TASK: In the data below, find each line that contains the word "every" and copy it.

***** PROVIDED RECORDS *****

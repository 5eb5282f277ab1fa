//! Transition Engine: computes the legal next statuses of a work item.
//!
//! Pure reads against a [`StatusLookup`]. Incomplete workflow configuration
//! never fails a call; it widens the result to every status in the item's
//! scope and reports why through [`NextStatuses::fallback`].

use super::error::{EngineError, Result};
use super::order::RelationOrder;
use super::ports::StatusLookup;
use super::types::{Status, StatusRelation, WorkItem, Workflow};
use serde::Serialize;
use std::fmt;

/// Why a result was widened to the full status pool.
#[derive(Debug, Clone, Copy, PartialEq, Eq, Serialize)]
#[serde(rename_all = "snake_case")]
pub enum FallbackReason {
    /// The item has no workflow.
    NoWorkflow,
    /// The workflow has no relations.
    NoRelations,
    /// A new item's workflow yields no initial status.
    NoInitialStatus,
    /// No edge leaves the item's current status.
    DeadEnd,
}

impl fmt::Display for FallbackReason {
    fn fmt(&self, f: &mut fmt::Formatter<'_>) -> fmt::Result {
        match self {
            Self::NoWorkflow => write!(f, "no workflow assigned"),
            Self::NoRelations => write!(f, "workflow has no status relations"),
            Self::NoInitialStatus => write!(f, "workflow has no initial status"),
            Self::DeadEnd => write!(f, "no transition leaves the current status"),
        }
    }
}

/// The legal next statuses of an item.
#[derive(Debug, Clone, Serialize)]
pub struct NextStatuses {
    /// Current status first (when set), then reachable statuses in edge
    /// order; unique by id.
    pub statuses: Vec<Status>,
    /// Set when the result is the unrestricted fallback pool.
    pub fallback: Option<FallbackReason>,
}

impl NextStatuses {
    /// Identity membership check.
    #[must_use]
    pub fn contains(&self, status: &Status) -> bool {
        self.statuses.iter().any(|s| s.same_as(status))
    }

    /// True if the workflow graph, not the fallback, decided the result.
    #[must_use]
    pub fn is_restricted(&self) -> bool {
        self.fallback.is_none()
    }
}

pub struct TransitionEngine<L> {
    lookup: L,
    order: RelationOrder,
}

impl<L: StatusLookup> TransitionEngine<L> {
    #[must_use]
    pub fn new(lookup: L) -> Self {
        Self {
            lookup,
            order: RelationOrder::default(),
        }
    }

    #[must_use]
    pub fn with_order(mut self, order: RelationOrder) -> Self {
        self.order = order;
        self
    }

    #[must_use]
    pub fn lookup(&self) -> &L {
        &self.lookup
    }

    /// The status a new item under `workflow` starts in.
    ///
    /// Preference, first match in relation order: the target of an edge
    /// flagged initial, then the source of the first non-entry edge, then
    /// the target of the first edge.
    ///
    /// # Errors
    /// Propagates lookup failures.
    pub fn initial_status(&self, workflow: Option<&Workflow>) -> Result<Option<Status>> {
        let Some(workflow) = workflow else {
            return Ok(None);
        };
        let relations = self.ordered_relations(workflow)?;
        Ok(pick_initial(&relations))
    }

    /// Evaluates the legal next statuses of `item`.
    ///
    /// # Errors
    /// `ContractViolation` if the item's workflow or status belongs to a
    /// different scope than the item; lookup failures are propagated.
    pub fn evaluate(&self, item: &WorkItem) -> Result<NextStatuses> {
        check_scopes(item)?;

        let mut statuses = Vec::new();
        if let Some(current) = &item.status {
            statuses.push(current.clone());
        }

        let Some(workflow) = &item.workflow else {
            return self.fall_back(item, statuses, FallbackReason::NoWorkflow);
        };

        let Some(current) = &item.status else {
            return match self.initial_status(Some(workflow))? {
                Some(initial) => {
                    tracing::debug!(
                        item = %item.label(),
                        initial = %initial,
                        "new item starts at initial status"
                    );
                    push_unique(&mut statuses, initial);
                    Ok(NextStatuses {
                        statuses,
                        fallback: None,
                    })
                }
                None => self.fall_back(item, statuses, FallbackReason::NoInitialStatus),
            };
        };

        let relations = self.ordered_relations(workflow)?;
        if relations.is_empty() {
            return self.fall_back(item, statuses, FallbackReason::NoRelations);
        }

        for relation in relations.iter().filter(|r| r.starts_at(current)) {
            if !relation.to_status.same_as(current) {
                push_unique(&mut statuses, relation.to_status.clone());
            }
        }

        if statuses.len() == 1 {
            return self.fall_back(item, statuses, FallbackReason::DeadEnd);
        }

        tracing::debug!(
            item = %item.label(),
            current = %current,
            choices = statuses.len(),
            "computed next statuses from workflow"
        );
        Ok(NextStatuses {
            statuses,
            fallback: None,
        })
    }

    /// The legal next statuses of `item`; see [`TransitionEngine::evaluate`].
    ///
    /// # Errors
    /// Same as [`TransitionEngine::evaluate`].
    pub fn valid_next_statuses(&self, item: &WorkItem) -> Result<Vec<Status>> {
        Ok(self.evaluate(item)?.statuses)
    }

    /// Whether `item` may move to `target`.
    ///
    /// # Errors
    /// Same as [`TransitionEngine::evaluate`].
    pub fn is_valid_transition(&self, item: &WorkItem, target: &Status) -> Result<bool> {
        Ok(self.evaluate(item)?.contains(target))
    }

    fn ordered_relations(&self, workflow: &Workflow) -> Result<Vec<StatusRelation>> {
        let mut relations = self.lookup.list_relations(workflow)?;
        self.order.apply(&mut relations);
        Ok(relations)
    }

    fn fall_back(
        &self,
        item: &WorkItem,
        mut statuses: Vec<Status>,
        reason: FallbackReason,
    ) -> Result<NextStatuses> {
        tracing::warn!(
            item = %item.label(),
            workflow = item.workflow.as_ref().map_or("none", |w| w.name.as_str()),
            reason = %reason,
            "workflow configuration gap, allowing every status in scope"
        );
        for status in self.lookup.list_all_statuses(&item.scope)? {
            push_unique(&mut statuses, status);
        }
        Ok(NextStatuses {
            statuses,
            fallback: Some(reason),
        })
    }
}

pub(crate) fn pick_initial(relations: &[StatusRelation]) -> Option<Status> {
    if let Some(flagged) = relations.iter().find(|r| r.initial_status) {
        return Some(flagged.to_status.clone());
    }
    if let Some(from) = relations.iter().find_map(|r| r.from_status.as_ref()) {
        return Some(from.clone());
    }
    relations.first().map(|r| r.to_status.clone())
}

fn check_scopes(item: &WorkItem) -> Result<()> {
    if let Some(workflow) = &item.workflow {
        if workflow.scope != item.scope {
            return Err(EngineError::ContractViolation(format!(
                "Workflow '{}' belongs to scope '{}', item {} to '{}'",
                workflow.name,
                workflow.scope,
                item.label(),
                item.scope
            )));
        }
    }
    if let Some(status) = &item.status {
        if status.scope != item.scope {
            return Err(EngineError::ContractViolation(format!(
                "Status '{}' belongs to scope '{}', item {} to '{}'",
                status.name,
                status.scope,
                item.label(),
                item.scope
            )));
        }
    }
    Ok(())
}

pub(crate) fn push_unique(statuses: &mut Vec<Status>, status: Status) {
    if !statuses.iter().any(|s| s.same_as(&status)) {
        statuses.push(status);
    }
}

*****

COMPLETED EXERCISE:
//! never fails a call; it widens the result to every status in the item's
            "workflow configuration gap, allowing every status in scope"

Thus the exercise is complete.